Pre 1930: 7.00am to 5.30pm with half hour for breakfast and one hour for dinner.
Post 1930: 7.30am to 5.30pm with no breakfast and one hour for dinner.
Post 1945: 8.00am to 4.30 with a tea break and half hour dinner.
At the time of the article Mary Ann Kilner would have been 87, she died a few years later at the age of 91.
Globe Fireworks closed in 1962, Lion Fireworks closed in 1970 and the Lepton fireworks industry finally came to an end when Standard shut its Lepton Works in 1987.

Standard Firework LeptonStandard Fireworks

Standard Fireworks became this area’s best known firework manufacturer and just like the Lepton companied it also started in a small way.

The company was started by James Greenhalgh. He was born in 1860, the eldest child of William and Ruth Greenhalgh. William was a general dealer and they lived in Gledholt Bank and like a lot of the stores in those days they would have sold fireworks when they were in season.

According to the census James started out as a commercial traveller and then a wholesale draper’s assistant. It was while he was doing these jobs that he noticed a gap in the market for fireworks. He started a wholesale drapers business with Mr. Booth and has a sideline James would sell fireworks and in 1890 he started trading under the Standard Fireworks brand name.
Has a commercial traveller he would travel all over the country to sell his wares and his son in law, Frederick Rowcliffe later recalled their early encounters; “Ruth’s father came to see us in Cambridge once or twice, her father was a man about 60 with hair and beard turned grey but some black left in his moustache.”
He worked out of his father’s warehouse in Market Place, Huddersfield and he then moved to Byram Street, Huddersfield. It would have been a bite dangerous to store the fireworks in the town centre so he acquired a magazine on Leeds Road so he could safely store his fireworks.

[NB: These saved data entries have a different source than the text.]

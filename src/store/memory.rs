use std::collections::{BTreeMap, HashMap};
use std::path::Path;

use serde::{Deserialize, Serialize};

use crate::entry::{split_segments, EntryMode};
use crate::error::StoreError;
use crate::store::{TreeSnapshot, TreeStore};

/// An in-memory `TreeStore`, used by the CLI demo and the tests.
///
/// Each revision is a flat map from normalized path to mode; inserting an
/// entry creates its ancestor directories. Revisions are immutable once
/// browsed: the store hands out read-only snapshots.
#[derive(Debug, Default)]
pub struct MemoryTreeStore {
    revisions: HashMap<String, BTreeMap<String, EntryMode>>,
}

/// One line of a snapshot manifest.
#[derive(Debug, Serialize, Deserialize)]
pub struct ManifestEntry {
    pub path: String,
    pub mode: EntryMode,
}

impl MemoryTreeStore {
    pub fn new() -> Self {
        Self::default()
    }

    /// Insert an entry into a revision, creating ancestor directories.
    /// Separators in `path` are normalized (`a//b/` becomes `a/b`).
    pub fn insert(&mut self, revision: &str, path: &str, mode: EntryMode) {
        let tree = self.revisions.entry(revision.to_string()).or_default();
        let segments = split_segments(path);
        let mut cumulative = String::new();
        for (i, segment) in segments.iter().enumerate() {
            if !cumulative.is_empty() {
                cumulative.push('/');
            }
            cumulative.push_str(segment);
            let entry_mode = if i == segments.len() - 1 {
                mode
            } else {
                EntryMode::Directory
            };
            tree.insert(cumulative.clone(), entry_mode);
        }
    }

    /// Build a store from a JSON manifest mapping revisions to entry lists.
    pub fn from_manifest_str(json: &str) -> Result<Self, serde_json::Error> {
        let manifest: HashMap<String, Vec<ManifestEntry>> = serde_json::from_str(json)?;
        let mut store = Self::new();
        for (revision, entries) in manifest {
            // An empty list still registers the revision.
            store.revisions.entry(revision.clone()).or_default();
            for entry in entries {
                store.insert(&revision, &entry.path, entry.mode);
            }
        }
        Ok(store)
    }

    /// Load a manifest file from disk.
    pub fn load_manifest(path: &Path) -> Result<Self, StoreError> {
        let json = std::fs::read_to_string(path)?;
        Self::from_manifest_str(&json)
            .map_err(|e| StoreError::Io(std::io::Error::new(std::io::ErrorKind::InvalidData, e)))
    }
}

impl TreeStore for MemoryTreeStore {
    fn open(&self, revision: &str) -> Result<Box<dyn TreeSnapshot + '_>, StoreError> {
        let entries = self
            .revisions
            .get(revision)
            .ok_or_else(|| StoreError::not_found(revision, None))?;
        Ok(Box::new(MemorySnapshot {
            revision: revision.to_string(),
            entries,
        }))
    }
}

struct MemorySnapshot<'a> {
    revision: String,
    entries: &'a BTreeMap<String, EntryMode>,
}

impl MemorySnapshot<'_> {
    fn normalize(path: &str) -> String {
        split_segments(path).join("/")
    }
}

impl TreeSnapshot for MemorySnapshot<'_> {
    fn stat(&self, path: &str) -> Result<EntryMode, StoreError> {
        let normalized = Self::normalize(path);
        if normalized.is_empty() {
            return Ok(EntryMode::Directory);
        }
        self.entries
            .get(&normalized)
            .copied()
            .ok_or_else(|| StoreError::not_found(&self.revision, Some(path)))
    }

    fn list(&self, path: Option<&str>) -> Result<Vec<(String, EntryMode)>, StoreError> {
        let prefix = match path {
            Some(p) => {
                let normalized = Self::normalize(p);
                if normalized.is_empty() {
                    String::new()
                } else {
                    match self.entries.get(&normalized) {
                        Some(mode) if mode.is_tree() => format!("{normalized}/"),
                        // Absent, or present but not a directory.
                        _ => return Err(StoreError::not_found(&self.revision, Some(p))),
                    }
                }
            }
            None => String::new(),
        };

        let children = self
            .entries
            .range(prefix.clone()..)
            .take_while(|(p, _)| p.starts_with(&prefix))
            .filter(|(p, _)| !p[prefix.len()..].contains('/'))
            .map(|(p, mode)| (p[prefix.len()..].to_string(), *mode))
            .collect();
        Ok(children)
    }
}

#[cfg(test)]
mod tests {
    use super::*;

    fn sample_store() -> MemoryTreeStore {
        let mut store = MemoryTreeStore::new();
        store.insert("main", "src/app/main.rs", EntryMode::File);
        store.insert("main", "src/app/run.sh", EntryMode::Executable);
        store.insert("main", "README.md", EntryMode::File);
        store.insert("main", "docs", EntryMode::Directory);
        store
    }

    #[test]
    fn test_insert_creates_parents() {
        let store = sample_store();
        let snap = store.open("main").unwrap();
        assert_eq!(snap.stat("src").unwrap(), EntryMode::Directory);
        assert_eq!(snap.stat("src/app").unwrap(), EntryMode::Directory);
        assert_eq!(snap.stat("src/app/main.rs").unwrap(), EntryMode::File);
    }

    #[test]
    fn test_unknown_revision() {
        let store = sample_store();
        assert!(store.open("gone").is_err());
    }

    #[test]
    fn test_list_root() {
        let store = sample_store();
        let snap = store.open("main").unwrap();
        let names: Vec<String> = snap.list(None).unwrap().into_iter().map(|(n, _)| n).collect();
        assert_eq!(names, vec!["README.md", "docs", "src"]);
    }

    #[test]
    fn test_list_subtree_is_immediate_only() {
        let store = sample_store();
        let snap = store.open("main").unwrap();
        let children = snap.list(Some("src")).unwrap();
        assert_eq!(children, vec![("app".to_string(), EntryMode::Directory)]);
    }

    #[test]
    fn test_list_missing_or_file_path() {
        let store = sample_store();
        let snap = store.open("main").unwrap();
        assert!(snap.list(Some("missing/path")).unwrap_err().is_not_found());
        assert!(snap.list(Some("README.md")).unwrap_err().is_not_found());
    }

    #[test]
    fn test_empty_directory_is_ok_not_error() {
        let store = sample_store();
        let snap = store.open("main").unwrap();
        assert_eq!(snap.list(Some("docs")).unwrap(), vec![]);
    }

    #[test]
    fn test_manifest_round_trip() {
        let json = r#"{
            "main": [
                {"path": "a/b/c.txt", "mode": "file"},
                {"path": "a/tool", "mode": "executable"},
                {"path": "link", "mode": "symlink"}
            ],
            "empty": []
        }"#;
        let store = MemoryTreeStore::from_manifest_str(json).unwrap();
        let snap = store.open("main").unwrap();
        assert_eq!(snap.stat("a/b").unwrap(), EntryMode::Directory);
        assert_eq!(snap.stat("link").unwrap(), EntryMode::Symlink);

        let empty = store.open("empty").unwrap();
        assert_eq!(empty.list(None).unwrap(), vec![]);
    }

    #[test]
    fn test_load_manifest_from_disk() {
        let dir = tempfile::tempdir().unwrap();
        let path = dir.path().join("manifest.json");
        std::fs::write(&path, r#"{"main": [{"path": "x", "mode": "file"}]}"#).unwrap();

        let store = MemoryTreeStore::load_manifest(&path).unwrap();
        let snap = store.open("main").unwrap();
        assert_eq!(snap.stat("x").unwrap(), EntryMode::File);
    }

    #[test]
    fn test_load_manifest_bad_json() {
        let dir = tempfile::tempdir().unwrap();
        let path = dir.path().join("manifest.json");
        std::fs::write(&path, "not json").unwrap();
        assert!(matches!(
            MemoryTreeStore::load_manifest(&path),
            Err(StoreError::Io(_))
        ));
    }
}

James GeenhalghJames Greenhalgh

He imported some of his fireworks from China and he also got two of the small old established Lepton firework makers to supply him. He also got them to print the “Standard” name on the fireworks.
The agreement with the Lepton factories didn’t last and I am unsure about the reason of split; it could have been that the factories were unable to supply themselves and Standard or they have just decided not to supply him. This gave James the push he needed and in 1910 he obtained a disused quarry at Crosland Moor and started to produce his own fireworks.
The company went from strength to strength and even the break in production when the factory was used for war work didn’t stop the company growing.
James wasn’t all about business though; he was a member of the Huddersfield Coral Society (for over 50 years), he was behind the formation of the Crosland Moor District hand bell ringers, he was a Governor at the Huddersfield Infirmary and an elder of the Catholic Apostolic Church, Huddersfield.
James died on the 20 March 1948 and the company was taken over by his son Edward.
Edward had started working for the company when he was 13. Although he was more interest in the development side he guided the company through its flotation in 1959.
Like his father Edward too gave back to the community; He was a member of the Meltham Council, he had a long association with the YMCA and he they awarded him there top honour, (the Gold Order of the Red Triangle) and he was a founder of the Huddersfield Sea Cadets.Edward died on the 14 October 1978, but the company kept growing and in 1988 they acquired Brocks which was the oldest British firework company (mentioned earlier). The company was itself bought out by Black Cat in 1998 but it is still linked with the area.